You have twelve targets and budget to seriously pursue four. Three months from now, some of these constructs will express cleanly, purify in a day, and behave. Others will sit in inclusion bodies, smear across your SEC column, or refuse to crystallize after 2,000 conditions. The painful part: you usually find out which is which only after you've spent the reagents.
Across structural genomics consortia, only a minority of cloned targets ever reach a solved structure — and at one major center, more than 60% of the total cost of structure determination went to attempts that failed [1, 2]. That failure is not random. A large fraction of it is written into the amino-acid sequence, and you can read it before you order a single primer.
Key Takeaways
Difficulty is partly predictable from sequence: Disorder, aggregation propensity, hydrophobicity, transmembrane content, and low-complexity regions correlate with downstream expression, solubility, and crystallization failure [1, 3].
Feasibility scores stratify success sharply: Proteins in the top 20% of a feasibility score reach roughly 62% production success versus 28% for the bottom 20%; for crystallization, 57% versus 10% [1].
No single feature decides it: A useful tractability score is a composite — solubility, disorder, aggregation, and membrane topology pooled together, not any one number in isolation [4, 1].
Triage beats heroics: Ranking targets by predicted difficulty up front lets you spend bench resources on the ones likely to pay off, and budget extra engineering for the ones that won't behave.
A prediction is a probability, not a verdict: Solubility predictors top out around 58–62% accuracy on hard benchmarks [5]. Use scores to rank and triage, not to kill targets outright.

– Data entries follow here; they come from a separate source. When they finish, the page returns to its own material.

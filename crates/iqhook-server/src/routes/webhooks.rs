//! Webhook endpoint handlers for Nexus IQ.

use axum::{
    Json,
    extract::{Request, State},
    http::{HeaderMap, StatusCode},
    response::IntoResponse,
};
use iqhook_core::{
    IqError,
    models::{EventKind, EventPayload},
    webhook::{SIGNATURE_HEADER, SignatureVerifier, UserAgentCheck, classify, parse_iq_webhook},
};
use secrecy::ExposeSecret;
use serde::Serialize;
use serde_json::{Value, json};

use crate::state::AppState;

/// Maps an ingest failure to its status code and `{"error": ...}` body.
fn reject(err: &IqError) -> (StatusCode, Json<Value>) {
    let status = match err {
        IqError::SignatureMismatch => StatusCode::UNAUTHORIZED,
        _ => StatusCode::BAD_REQUEST,
    };
    (status, Json(json!({ "error": err.to_string() })))
}

/// Header pairs with a UTF-8 value, as the classifier consumes them.
fn header_pairs(headers: &HeaderMap) -> impl Iterator<Item = (&str, &str)> {
    headers
        .iter()
        .filter_map(|(name, value)| value.to_str().ok().map(|value| (name.as_str(), value)))
}

/// Runs a request through classification, body read, signature check and decode.
async fn ingest(state: &AppState, request: Request) -> Result<EventPayload, IqError> {
    let (parts, body) = request.into_parts();

    // 1. Classify from headers
    let classification = classify(header_pairs(&parts.headers));
    let webhook_id = classification.require_webhook()?;

    if classification.user_agent != UserAgentCheck::Trusted {
        let agent = classification.untrusted_agent.as_deref().unwrap_or("<none>");
        if state.config.require_user_agent {
            return Err(IqError::UntrustedUserAgent(agent.to_string()));
        }
        tracing::debug!("Accepting {} webhook from user agent {}", webhook_id, agent);
    }

    // 2. Read body (bounded)
    let body = axum::body::to_bytes(body, state.config.max_body_bytes)
        .await
        .map_err(|e| IqError::BodyRead(e.to_string()))?;

    // 3. Verify signature (only when a secret is configured)
    if let Some(secret) = &state.config.webhook_secret {
        let signature = parts
            .headers
            .get(SIGNATURE_HEADER)
            .and_then(|v| v.to_str().ok());

        if !SignatureVerifier::new(secret.expose_secret()).verify(signature, &body) {
            return Err(IqError::SignatureMismatch);
        }
    }

    // 4. Decode payload
    parse_iq_webhook(webhook_id, &body)
}

/// Handler for Nexus IQ webhooks.
///
/// POST /api/webhooks/iq
pub async fn handle_iq_webhook(State(state): State<AppState>, request: Request) -> impl IntoResponse {
    let payload = match ingest(&state, request).await {
        Ok(payload) => payload,
        Err(e) => {
            match e.kind() {
                Some(kind) => tracing::warn!("Rejected {} webhook: {}", kind, e),
                None => tracing::warn!("Rejected webhook: {}", e),
            }
            return reject(&e);
        }
    };

    // 5. Fan out to subscribers (never blocks)
    let kind = payload.kind();
    let outcome = state.registry.dispatch(payload);
    tracing::debug!(
        "Dispatched {} webhook: {} delivered, {} dropped, {} closed",
        kind,
        outcome.delivered,
        outcome.dropped,
        outcome.closed
    );

    // 6. Return 200 OK
    (
        StatusCode::OK,
        Json(json!({
            "status": "accepted",
            "kind": kind,
            "delivered": outcome.delivered
        })),
    )
}

#[derive(Serialize)]
struct KindSubscriptions {
    kind: EventKind,
    subscribers: usize,
}

#[derive(Serialize)]
struct SubscriptionStatsResponse {
    total: usize,
    kinds: Vec<KindSubscriptions>,
}

/// Live subscriber counts per event kind.
///
/// GET /api/webhooks/subscriptions
pub async fn list_subscriptions(State(state): State<AppState>) -> impl IntoResponse {
    let kinds: Vec<_> = state
        .registry
        .stats()
        .into_iter()
        .map(|(kind, subscribers)| KindSubscriptions { kind, subscribers })
        .collect();
    let total = kinds.iter().map(|k| k.subscribers).sum();

    Json(SubscriptionStatsResponse { total, kinds })
}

Why Some Proteins Fight You — and Why It's Legible From Sequence
Every protein you push through expression and purification runs a gauntlet: transcription, translation, folding, solubility, stability in your buffer, and — if you need a structure — crystallization or grid behavior. A target fails when it stalls at any one of these. The structural-genomics consortia, which deliberately tracked both successes and failures in shared databases, gave the field something rare: large, honest datasets of what makes it to the end and what doesn't [1, 2].
The pattern from those datasets is consistent. An SG target has to clear every stage in turn — cloning, expression, purification, crystallization — and only a small fraction of initial attempts survive all the way to a solved structure; the failures cluster around a recognizable set of sequence and predicted-structure features [1]. Stage-specific success is low enough that more than 60% of the total cost of structure determination is spent on attempts that fail [1].
The core tension: the determinants of difficulty are biophysical and largely sequence-encoded, yet most target-selection decisions still get made on biological interest alone. You pick the protein because the biology is compelling, then discover its hydrophobicity index and disorder content were quietly stacked against you. Reading those features first doesn't change the biology — it changes how much resource and engineering you commit, and in what order.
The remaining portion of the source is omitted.